The review follows new data gathered as part of the continuous safety monitoring of medicines authorised in the EU. These include reported serious cases of leukoencephalopathy following levamisole use, one of which resulted in death, as well as additional data published in the medical literature. PRAC will review all available evidence regarding the risk of leukoencephalopathy with medicines containing levamisole, including any risk minimisation measures already in place. Because some of the reported cases describe demyelination in the central nervous system (loss of myelin in the brain and spinal cord) which is a form of leukoencephalopathy, the review will also address this safety concern.
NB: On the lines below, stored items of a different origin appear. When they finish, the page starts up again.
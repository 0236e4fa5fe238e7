use crate::Dashboard;
use crate::error::{DashboardError, DashboardErrorExt};
use crate::support::{Change, body, paging, patch_document, query};
use axum::Json;
use axum::extract::rejection::{JsonRejection, QueryRejection};
use axum::extract::{Path, Query};
use brgy_database::Query as RowQuery;
use brgy_domain::constants::{DASHBOARD_TAG, EMERGENCIES, RESPONDERS};
use brgy_domain::records::{Emergency, EmergencyStatus, Responder};
use brgy_domain::roles::Capabilities;
use brgy_identity::Caller;
use brgy_kernel::security::resource::ResourceGuard;
use brgy_kernel::server::{ApiError, ErrorBody, Slice};
use serde::{Deserialize, Serialize};
use utoipa::{IntoParams, ToSchema};

#[derive(Debug, Default, Deserialize, IntoParams)]
#[into_params(parameter_in = Query)]
pub struct EmergencyQuery {
    #[param(inline)]
    pub status: Option<EmergencyStatus>,
    pub limit: Option<u32>,
    pub offset: Option<u32>,
}

#[derive(Debug, Default, Serialize, Deserialize, ToSchema)]
#[serde(deny_unknown_fields)]
pub struct EmergencyPatch {
    #[serde(default, skip_serializing_if = "Option::is_none")]
    pub status: Option<EmergencyStatus>,
    /// Responder assigned to the emergency.
    #[serde(default, skip_serializing_if = "Option::is_none")]
    pub responder_id: Option<String>,
}

#[utoipa::path(
    get,
    path = "/emergencies",
    params(EmergencyQuery),
    responses(
        (status = OK, description = "Emergencies, newest first", body = [Emergency]),
        (status = BAD_REQUEST, description = "Unknown status filter", body = ErrorBody),
    ),
    security(("bearer" = [])),
    tag = DASHBOARD_TAG,
)]
pub(crate) async fn list_emergencies(
    _caller: Caller,
    Slice(dashboard): Slice<Dashboard>,
    params: Result<Query<EmergencyQuery>, QueryRejection>,
) -> Result<Json<Vec<Emergency>>, ApiError> {
    let params = query(params)?;
    let page = paging(params.limit, params.offset);

    let mut rows = RowQuery::new().limit(page.limit()).offset(page.offset());
    if let Some(status) = params.status {
        rows = rows.filter("status", status.as_str());
    }

    let emergencies = dashboard.db.select_all(EMERGENCIES, &rows).await.context("Listing emergencies")?;
    Ok(Json(emergencies))
}

#[utoipa::path(
    get,
    path = "/emergencies/{id}",
    params(("id" = String, Path, description = "Emergency id")),
    responses(
        (status = OK, description = "The emergency", body = Emergency),
        (status = NOT_FOUND, description = "No such emergency", body = ErrorBody),
    ),
    security(("bearer" = [])),
    tag = DASHBOARD_TAG,
)]
pub(crate) async fn get_emergency(
    _caller: Caller,
    Slice(dashboard): Slice<Dashboard>,
    Path(id): Path<String>,
) -> Result<Json<Emergency>, ApiError> {
    let id = ResourceGuard::verify(id, EMERGENCIES)?;
    Ok(Json(dashboard.fetch(EMERGENCIES, &id).await?))
}

#[utoipa::path(
    patch,
    path = "/emergencies/{id}",
    params(("id" = String, Path, description = "Emergency id")),
    request_body = EmergencyPatch,
    responses(
        (status = OK, description = "The updated emergency", body = Emergency),
        (status = BAD_REQUEST, description = "Empty patch, invalid status or unknown responder", body = ErrorBody),
        (status = FORBIDDEN, description = "Role cannot manage emergencies", body = ErrorBody),
        (status = NOT_FOUND, description = "No such emergency", body = ErrorBody),
    ),
    security(("bearer" = [])),
    tag = DASHBOARD_TAG,
)]
pub(crate) async fn update_emergency(
    caller: Caller,
    Slice(dashboard): Slice<Dashboard>,
    Path(id): Path<String>,
    payload: Result<Json<EmergencyPatch>, JsonRejection>,
) -> Result<Json<Emergency>, ApiError> {
    caller.require(Capabilities::MANAGE_EMERGENCIES)?;
    let id = ResourceGuard::verify(id, EMERGENCIES)?;
    let mut patch = body(payload)?;

    if let Some(raw) = patch.responder_id.take() {
        let responder_id = ResourceGuard::verify(raw, RESPONDERS)?;
        let known = dashboard
            .db
            .select_one::<Responder>(RESPONDERS, &responder_id)
            .await
            .context("Checking assigned responder")?
            .is_some();
        if !known {
            return Err(DashboardError::validation(format!("Unknown responder '{responder_id}'")).into());
        }
        patch.responder_id = Some(responder_id);
    }

    let document = patch_document(&patch, true)?;
    let emergency: Emergency = dashboard.apply_patch(EMERGENCIES, &id, document).await?;
    let details = serde_json::to_string(&patch).ok();
    dashboard
        .announce(&caller, Change::updated(EMERGENCIES, &id, &emergency), "emergency.updated", details)
        .await;
    Ok(Json(emergency))
}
The committee will also assess the impact of the risk of leukoencephalopathy and demyelination on the benefit-risk balance of these medicines and issue a recommendation on whether their marketing authorisations should be maintained, varied, suspended or withdrawn across the EU.

Levamisole is an anthelmintic, a medicine used in adults and children to treat infections caused by the following parasitic worms: Ascaris lumbricoides, Necator americanus, Ancylostoma duodenale, Strongyloides stercoralis and Trichostrongylus colubriformis.

Levamisole works mainly by stimulating nicotinic acetylcholine receptors, which are proteins found on the surface of the worm’s nerve cells. This leads to rapid paralysis of the worm’s muscles, preventing movement and allowing it to be expelled from the gut of the infected person.

Medicines containing levamisole are available as tablets to be taken by mouth, generally in a single dose. They are authorised in Hungary, Lithuania, Latvia and Romania under the trade names Decaris and Levamisol Arena.

The review of medicines containing levamisole was initiated at the request of the Romanian medicines agency (NAMMDR), under Article 31 of Directive 2001/83/EC.

The review is being carried out by the Pharmacovigilance Risk Assessment Committee (PRAC), the Committee responsible for the evaluation of safety issues for human medicines, which will make a set of recommendations.

The PRAC recommendations will then be sent to the Co-ordination Group for Mutual Recognition and Decentralised Procedures – Human (CMDh), which will adopt a position. The CMDh is a body representing EU Member States as well as Iceland, Liechtenstein and Norway. It is responsible for ensuring harmonised safety standards for medicines authorised via national procedures in the EU. If the CMDh position is adopted by consensus, the recommendations of the PRAC will be directly implemented in all Member States where the medicines are authorised. If the CMDh position is adopted by majority vote, the CMDh position will be sent to the European Commission, which will issue a final legally-binding decision applicable in all EU Member States.